--- TASK ITEM ---
Search the entries below for the string "written" and copy the lines that hold it.

Dataset entries:
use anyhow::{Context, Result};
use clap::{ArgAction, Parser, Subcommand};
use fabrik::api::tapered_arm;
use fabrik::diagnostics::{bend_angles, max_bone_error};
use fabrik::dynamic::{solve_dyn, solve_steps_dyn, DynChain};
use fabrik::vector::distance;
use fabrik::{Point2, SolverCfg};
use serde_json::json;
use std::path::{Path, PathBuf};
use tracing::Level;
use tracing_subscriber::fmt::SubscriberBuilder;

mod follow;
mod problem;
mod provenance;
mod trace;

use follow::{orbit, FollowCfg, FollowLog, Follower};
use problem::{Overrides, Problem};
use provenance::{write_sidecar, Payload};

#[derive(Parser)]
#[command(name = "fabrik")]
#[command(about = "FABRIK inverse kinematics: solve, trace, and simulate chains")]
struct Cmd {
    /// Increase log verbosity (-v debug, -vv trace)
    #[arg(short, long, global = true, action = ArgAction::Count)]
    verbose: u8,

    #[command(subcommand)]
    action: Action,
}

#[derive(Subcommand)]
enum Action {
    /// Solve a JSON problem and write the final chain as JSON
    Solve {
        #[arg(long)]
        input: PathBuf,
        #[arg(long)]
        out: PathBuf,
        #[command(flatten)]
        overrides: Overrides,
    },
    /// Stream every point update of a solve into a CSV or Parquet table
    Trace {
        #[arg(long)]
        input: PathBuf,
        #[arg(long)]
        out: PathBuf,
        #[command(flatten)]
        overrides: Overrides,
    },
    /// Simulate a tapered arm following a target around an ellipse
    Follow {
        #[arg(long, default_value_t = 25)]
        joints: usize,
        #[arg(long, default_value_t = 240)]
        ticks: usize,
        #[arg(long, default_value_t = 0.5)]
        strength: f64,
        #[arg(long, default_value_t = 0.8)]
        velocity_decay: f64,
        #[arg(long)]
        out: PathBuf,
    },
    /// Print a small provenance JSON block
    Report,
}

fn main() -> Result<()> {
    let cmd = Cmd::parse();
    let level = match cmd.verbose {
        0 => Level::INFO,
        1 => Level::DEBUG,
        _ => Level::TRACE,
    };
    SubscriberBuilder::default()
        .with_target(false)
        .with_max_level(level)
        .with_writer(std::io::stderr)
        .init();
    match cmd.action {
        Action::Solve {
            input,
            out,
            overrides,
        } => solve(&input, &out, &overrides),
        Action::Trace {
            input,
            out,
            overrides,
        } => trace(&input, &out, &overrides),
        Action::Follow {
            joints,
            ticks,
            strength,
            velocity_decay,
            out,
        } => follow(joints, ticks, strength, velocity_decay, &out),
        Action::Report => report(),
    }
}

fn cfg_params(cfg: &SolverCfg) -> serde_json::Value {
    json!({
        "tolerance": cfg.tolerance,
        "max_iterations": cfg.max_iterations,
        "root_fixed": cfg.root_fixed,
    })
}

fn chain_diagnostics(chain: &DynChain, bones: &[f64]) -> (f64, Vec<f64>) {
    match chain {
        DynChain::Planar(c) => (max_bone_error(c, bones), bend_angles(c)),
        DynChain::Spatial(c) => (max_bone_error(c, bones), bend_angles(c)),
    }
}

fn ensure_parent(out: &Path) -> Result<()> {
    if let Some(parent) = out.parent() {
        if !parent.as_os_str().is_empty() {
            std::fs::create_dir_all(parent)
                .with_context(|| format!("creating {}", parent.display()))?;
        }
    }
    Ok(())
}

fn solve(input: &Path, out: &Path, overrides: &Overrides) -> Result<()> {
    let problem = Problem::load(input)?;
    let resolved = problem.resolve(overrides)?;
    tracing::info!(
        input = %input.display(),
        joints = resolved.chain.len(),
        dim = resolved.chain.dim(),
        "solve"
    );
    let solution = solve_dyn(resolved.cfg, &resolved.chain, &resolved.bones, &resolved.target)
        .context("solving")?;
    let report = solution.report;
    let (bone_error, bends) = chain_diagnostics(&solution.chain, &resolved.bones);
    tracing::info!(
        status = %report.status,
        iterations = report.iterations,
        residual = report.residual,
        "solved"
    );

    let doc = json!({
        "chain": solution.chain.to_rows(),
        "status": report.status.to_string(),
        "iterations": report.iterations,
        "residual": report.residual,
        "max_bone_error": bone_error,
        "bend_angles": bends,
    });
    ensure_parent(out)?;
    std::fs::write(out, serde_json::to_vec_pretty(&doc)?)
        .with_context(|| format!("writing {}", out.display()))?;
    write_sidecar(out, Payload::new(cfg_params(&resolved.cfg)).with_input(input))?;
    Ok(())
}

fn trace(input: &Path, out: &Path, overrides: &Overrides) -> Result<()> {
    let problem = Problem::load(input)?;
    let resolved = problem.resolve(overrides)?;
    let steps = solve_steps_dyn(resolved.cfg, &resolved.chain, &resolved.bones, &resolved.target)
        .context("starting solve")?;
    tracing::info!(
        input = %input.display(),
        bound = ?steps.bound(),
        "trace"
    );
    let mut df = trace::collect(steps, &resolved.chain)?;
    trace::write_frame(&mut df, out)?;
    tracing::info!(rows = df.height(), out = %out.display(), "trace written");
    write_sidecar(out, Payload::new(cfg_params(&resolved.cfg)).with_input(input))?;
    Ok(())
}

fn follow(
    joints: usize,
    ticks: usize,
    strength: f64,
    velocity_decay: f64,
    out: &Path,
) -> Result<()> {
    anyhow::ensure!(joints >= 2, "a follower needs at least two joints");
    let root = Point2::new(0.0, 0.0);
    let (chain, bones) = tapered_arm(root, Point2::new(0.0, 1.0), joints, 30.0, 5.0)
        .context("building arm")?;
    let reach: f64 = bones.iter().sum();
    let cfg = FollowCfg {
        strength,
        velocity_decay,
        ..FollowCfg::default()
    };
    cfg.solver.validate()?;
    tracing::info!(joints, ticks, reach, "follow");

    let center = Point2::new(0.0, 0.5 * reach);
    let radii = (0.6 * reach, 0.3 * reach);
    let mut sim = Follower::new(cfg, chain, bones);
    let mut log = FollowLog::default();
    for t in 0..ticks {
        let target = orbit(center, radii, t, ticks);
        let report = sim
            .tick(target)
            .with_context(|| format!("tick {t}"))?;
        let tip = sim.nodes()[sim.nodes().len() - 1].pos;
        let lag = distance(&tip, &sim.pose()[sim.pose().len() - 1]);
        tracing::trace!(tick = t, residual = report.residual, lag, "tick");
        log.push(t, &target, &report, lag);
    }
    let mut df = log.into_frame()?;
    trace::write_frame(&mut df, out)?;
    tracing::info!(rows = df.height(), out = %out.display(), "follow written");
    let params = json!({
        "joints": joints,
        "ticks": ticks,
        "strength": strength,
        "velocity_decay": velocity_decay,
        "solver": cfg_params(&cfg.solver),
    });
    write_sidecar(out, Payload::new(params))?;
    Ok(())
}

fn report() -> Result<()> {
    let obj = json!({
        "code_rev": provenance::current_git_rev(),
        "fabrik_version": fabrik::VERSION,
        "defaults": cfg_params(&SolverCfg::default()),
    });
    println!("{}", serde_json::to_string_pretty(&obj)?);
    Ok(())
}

---

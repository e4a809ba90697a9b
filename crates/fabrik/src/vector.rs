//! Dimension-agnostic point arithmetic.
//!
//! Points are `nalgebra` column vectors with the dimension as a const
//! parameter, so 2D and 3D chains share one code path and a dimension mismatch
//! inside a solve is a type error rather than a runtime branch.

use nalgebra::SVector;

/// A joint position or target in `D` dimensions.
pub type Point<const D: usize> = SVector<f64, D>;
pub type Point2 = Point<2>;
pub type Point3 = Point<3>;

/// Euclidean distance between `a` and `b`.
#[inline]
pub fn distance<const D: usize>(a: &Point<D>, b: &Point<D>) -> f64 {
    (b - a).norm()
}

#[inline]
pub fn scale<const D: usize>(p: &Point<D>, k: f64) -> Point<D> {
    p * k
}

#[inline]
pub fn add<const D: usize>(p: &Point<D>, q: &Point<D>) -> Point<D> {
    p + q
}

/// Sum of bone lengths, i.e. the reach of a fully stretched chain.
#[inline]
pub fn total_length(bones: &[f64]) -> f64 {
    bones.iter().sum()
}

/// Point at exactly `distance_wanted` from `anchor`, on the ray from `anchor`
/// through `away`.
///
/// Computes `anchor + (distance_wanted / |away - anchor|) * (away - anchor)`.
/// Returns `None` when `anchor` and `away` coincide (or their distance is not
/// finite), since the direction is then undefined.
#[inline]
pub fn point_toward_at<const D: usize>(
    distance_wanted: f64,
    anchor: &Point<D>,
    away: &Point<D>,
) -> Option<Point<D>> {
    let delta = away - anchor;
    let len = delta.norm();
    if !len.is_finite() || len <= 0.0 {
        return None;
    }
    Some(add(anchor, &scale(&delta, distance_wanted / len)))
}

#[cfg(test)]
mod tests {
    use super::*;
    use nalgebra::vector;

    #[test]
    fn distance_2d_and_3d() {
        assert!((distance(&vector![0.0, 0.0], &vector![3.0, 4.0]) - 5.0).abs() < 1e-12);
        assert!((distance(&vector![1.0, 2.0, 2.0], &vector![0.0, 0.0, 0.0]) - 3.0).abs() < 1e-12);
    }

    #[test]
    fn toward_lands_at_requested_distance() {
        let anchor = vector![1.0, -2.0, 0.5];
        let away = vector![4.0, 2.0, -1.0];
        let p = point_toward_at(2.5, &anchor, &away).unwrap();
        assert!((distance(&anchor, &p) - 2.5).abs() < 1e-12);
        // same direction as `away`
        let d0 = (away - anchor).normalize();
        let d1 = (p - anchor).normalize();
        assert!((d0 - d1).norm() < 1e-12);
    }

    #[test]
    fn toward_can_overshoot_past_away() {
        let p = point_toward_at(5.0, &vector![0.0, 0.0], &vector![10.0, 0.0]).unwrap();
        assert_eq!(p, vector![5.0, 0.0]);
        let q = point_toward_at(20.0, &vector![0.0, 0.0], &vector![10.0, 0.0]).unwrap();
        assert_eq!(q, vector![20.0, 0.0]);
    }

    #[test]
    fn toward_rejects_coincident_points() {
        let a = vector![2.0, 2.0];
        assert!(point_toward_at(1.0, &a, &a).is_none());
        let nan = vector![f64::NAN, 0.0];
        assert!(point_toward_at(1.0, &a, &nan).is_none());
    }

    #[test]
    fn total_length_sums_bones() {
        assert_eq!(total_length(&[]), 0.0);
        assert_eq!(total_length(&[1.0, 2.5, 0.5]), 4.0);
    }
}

--- EXERCISE SOLUTION ---
    tracing::info!(rows = df.height(), out = %out.display(), "trace written");
    tracing::info!(rows = df.height(), out = %out.display(), "follow written");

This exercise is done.